It's like a brand, applied directly to my skin, for the whole world to see. I might eventually drop the extra pounds and I could get cosmetic surgery to return my teenage boobs to me, but I'll never be able to get rid of the stretch marks. I had a few before I got pregnant, I think every girl does, but the ones I have now are very indicative of pregnancy. And I read in a magazine that even plastic surgery can't do much for stretch marks. I'm doomed to have them for the rest of my life.

I guess it's not that big of a deal, if I can find people who don't care or don't notice. Santana never seemed to. She was always too preoccupied with paying attention to other parts of my body, but I still felt gross and awkward whenever I felt her hands running over the places I knew I had them.

It's different with Santana, though. It could be because she's a girl, and I assume she'd be less judgmental of things like that. But then again, that doesn't make sense, because girls are probably doubly judgmental about body issues like that. And I know Santana notices girls' bodies and judges them about them. Last year, her and Brittany gave Mercedes hell about losing weight so she could stay on the Cheerios. Santana is like a mini-Sue when it comes to counting calories, carbs, and maintaining the proper muscle:fat ratio.

I've even heard rumors that Santana is anorexic. That was last year, while I was pregnant and I felt as fat as a cow, though. I didn't really blame Santana when I heard the rumors because I felt disgusting and I could only imagine what I would do if I had control over my body and keeping it thin. I know now that Santana isn't anorexic.. she just has a skewed idea of healthy food intake, and that's both because of Sue's brainwashing and because of society.

I'm not as a picky about stuff like that nowadays. I try to find pleasure in simple things, and food is one of them.
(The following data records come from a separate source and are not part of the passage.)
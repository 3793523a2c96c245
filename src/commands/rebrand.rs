use clap::Args;
use std::path::PathBuf;

use wp_rebrand::defaults::{CHANGELOG_FILE, CONFIG_FILE, VERSION_SCRIPT};
use wp_rebrand::rebrand::{self, RebrandOptions, RebrandReport, RebrandStatus};
use wp_rebrand::Error;

use crate::commands::CmdResult;

const DISPLAY_LIMIT: usize = 40;
const RULE_WIDTH: usize = 50;

#[derive(Args, Debug, Default, Clone, PartialEq, Eq)]
pub struct RebrandArgs {
    /// Preview changes without modifying any file
    #[arg(long)]
    pub dry_run: bool,
    /// Keep the existing CHANGELOG.md instead of resetting it
    #[arg(long)]
    pub keep_changelog: bool,
    /// Print the result as a JSON envelope
    #[arg(long)]
    pub json: bool,
}

impl RebrandArgs {
    /// Presence-based flag detection, used when the argument list is not
    /// something clap accepts. Anything unrecognized is ignored.
    pub fn from_flags<I, S>(args: I) -> Self
    where
        I: IntoIterator<Item = S>,
        S: AsRef<str>,
    {
        let mut parsed = Self::default();
        for arg in args {
            match arg.as_ref() {
                "--dry-run" => parsed.dry_run = true,
                "--keep-changelog" => parsed.keep_changelog = true,
                "--json" => parsed.json = true,
                _ => {}
            }
        }
        parsed
    }

    fn options(&self) -> RebrandOptions {
        RebrandOptions {
            dry_run: self.dry_run,
            keep_changelog: self.keep_changelog,
        }
    }
}

fn repo_root() -> wp_rebrand::Result<PathBuf> {
    std::env::current_dir()
        .map_err(|e| Error::internal_io(e.to_string(), Some("resolve current directory".to_string())))
}

pub fn run(args: RebrandArgs) -> CmdResult<RebrandReport> {
    crate::tty::status("wp-rebrand is working...");

    let root = repo_root()?;
    let report = rebrand::run(&root, &args.options())?;
    Ok((report, 0))
}

pub fn run_markdown(args: RebrandArgs) -> wp_rebrand::Result<(String, i32)> {
    let (report, exit_code) = run(args)?;
    Ok((render_text(&report), exit_code))
}

fn truncate(value: &str) -> String {
    if value.chars().count() > DISPLAY_LIMIT {
        format!("{}...", value.chars().take(DISPLAY_LIMIT).collect::<String>())
    } else {
        value.to_string()
    }
}

fn or_na(value: &Option<String>) -> &str {
    value.as_deref().unwrap_or("N/A")
}

pub fn render_text(report: &RebrandReport) -> String {
    let mut out = String::new();

    if report.dry_run {
        out.push_str("DRY RUN MODE - No files will be modified\n\n");
    }

    out.push_str(&format!("Repository root: {}\n\n", report.root));

    out.push_str(&format!("Configuration loaded from {}\n", CONFIG_FILE));
    out.push_str(&format!("   Plugin Name: {}\n", or_na(&report.config.plugin_name)));
    out.push_str(&format!("   Plugin Slug: {}\n", or_na(&report.config.plugin_slug)));
    out.push_str(&format!("   Author: {}\n\n", or_na(&report.config.author)));

    if report.status == RebrandStatus::NoChanges {
        out.push_str(&format!(
            "No changes detected - {} matches defaults.\n",
            CONFIG_FILE
        ));
        out.push_str(&format!(
            "   Edit {} with your plugin details and run again.\n",
            CONFIG_FILE
        ));
        return out;
    }

    out.push_str(&format!(
        "Found {} replacement(s) to make:\n",
        report.replacements.len()
    ));
    for pair in &report.replacements {
        out.push_str(&format!(
            "   '{}' → '{}'\n",
            truncate(&pair.from),
            truncate(&pair.to)
        ));
    }
    out.push('\n');

    out.push_str("Processing files...\n");
    for change in &report.files {
        out.push_str(&format!(
            "   ✓ {} ({} replacement(s))\n",
            change.file, change.replacements
        ));
    }
    if let Some(rename) = &report.plugin_file_rename {
        out.push_str(&format!("   ✓ Renamed {} → {}\n", rename.from, rename.to));
    }
    if report.version_script_updated {
        out.push_str(&format!("   ✓ Updated {} with new filename\n", VERSION_SCRIPT));
    }
    if report.changelog_reset {
        out.push_str(&format!("   ✓ Reset {} for fresh start\n", CHANGELOG_FILE));
    }
    for warning in &report.warnings {
        out.push_str(&format!("   ! {}\n", warning.message));
    }

    out.push('\n');
    out.push_str(&"=".repeat(RULE_WIDTH));
    out.push('\n');
    out.push_str("Initialization complete!\n");
    out.push_str(&format!("   Files modified: {}\n", report.files_modified));
    out.push_str(&format!("   Total replacements: {}\n", report.total_replacements));
    out.push('\n');

    if report.dry_run {
        out.push_str("This was a dry run. Run without --dry-run to apply changes.\n");
    } else {
        out.push_str("Next steps:\n");
        out.push_str("   1. Review the changes: git diff\n");
        out.push_str("   2. Install dependencies: composer install\n");
        out.push_str("   3. Run linter: composer run lint\n");
        out.push_str(
            "   4. Commit your changes: git add -A && git commit -m 'chore: initialize plugin from template'\n",
        );
        if report.changelog_reset {
            out.push_str(&format!(
                "   5. Consider updating {} with your initial features\n",
                CHANGELOG_FILE
            ));
        }
    }

    out
}
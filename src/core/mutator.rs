//! In-place rewriting of a single file.

use std::path::Path;

use crate::error::Result;
use crate::replacements::ReplacementSet;
use crate::utils::io;

/// Apply `replacements` to the file at `path` and return how many
/// occurrences were replaced.
///
/// Missing and binary files count as zero and are left untouched. The file is
/// rewritten only when its content changed and `dry_run` is false; the count
/// is the same either way.
pub fn process_file(path: &Path, replacements: &ReplacementSet, dry_run: bool) -> Result<usize> {
    let Some(content) = io::read_text(path, &format!("read {}", path.display()))? else {
        return Ok(0);
    };

    let applied = replacements.apply(&content);
    if applied.content == content {
        return Ok(0);
    }

    if !dry_run {
        io::write_file(path, &applied.content, &format!("write {}", path.display()))?;
    }

    Ok(applied.replacements)
}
I like food. Hey, who doesn't? That doesn't mean I don't still feel strange when I look at myself in the mirror sometimes. Like maybe that isn't my body reflected back at me. Where did my body go? It hasn't felt right since before I got pregnant.

I managed to avoid my mother on the way downstairs and out of my house. I glimpsed her lying on the couch in the living room, a wet rag over her face and a glass with water on the coffee table. I didn't know if she was awake or asleep, and I didn't bother to check. She'd be miserable and hungover so there wasn't a point, anyway.

I drove to school and tried to mentally prepare myself for the day. It was only Wednesday, so I knew I had to get through today and two more days before I had the weekend.

I used to love going to school. I anticipated it almost the same way some people might anticipate getting money or jewelry. That was when I was still young and obsessed with popularity and labels and had everything figured out.

Something they don't tell you: the older you get, the less you know, and the more you realize that, the worse it is.

Why doesn't anybody explain that to you? I think it would have helped me out a lot to hear it at fifteen.

Not that it would have made a difference, I'm sure.

I pulled into the parking lot at McKinley and just watched the students going about their business. It was early spring and everything was so green it almost hurt to look at it. The football players were goofing off in one corner of the parking lot, and another group of kids were laughing at a Youtube video playing on somebody's phone.

It doesn't feel like I belong here anymore. I feel sort of like a ghost, someone who just drifts through the hallways and exists, never really touching anything.

I got out of my car and grabbed my backpack. I mentally made a beeline to the doors that would avoid direct contact with anyone who might want to talk to me.

"Hey, Quinn!"

No such luck. I glanced over to the form next to me.

It was Brittany.

"Good morning."

She smiled at me and I had to smile back at her. She looked cute and glossy and put together this morning, in her Cheerios outfit, with her hair up in a ponytail. It gave me a slight pang to see her wearing it, when I wasn't, but I ignored it.

"Did you do anything fun yesterday?" Brittany asked.

I shook my head no, and we entered the school building together. "What about you?" I asked.

Brittany tilted her head and seemed to think about it. "I gave Lord Tubbington a bath. He got a little grumpy about it, but I think it's because he's going through the DTs and doesn't know how to cope."

I smiled at Brittany, not entirely sure if she was being serious or joking. She showed me her forearms and they had a few ragged-looking cat scratches on them. I made a grimace. "Ouch."

"Yeah, he was being rude. I forgive him though." Brittany scanned the hallway, looking for someone. "Oh, there's Artie. I told him I'd show him how to play Bingo this morning. Bye!"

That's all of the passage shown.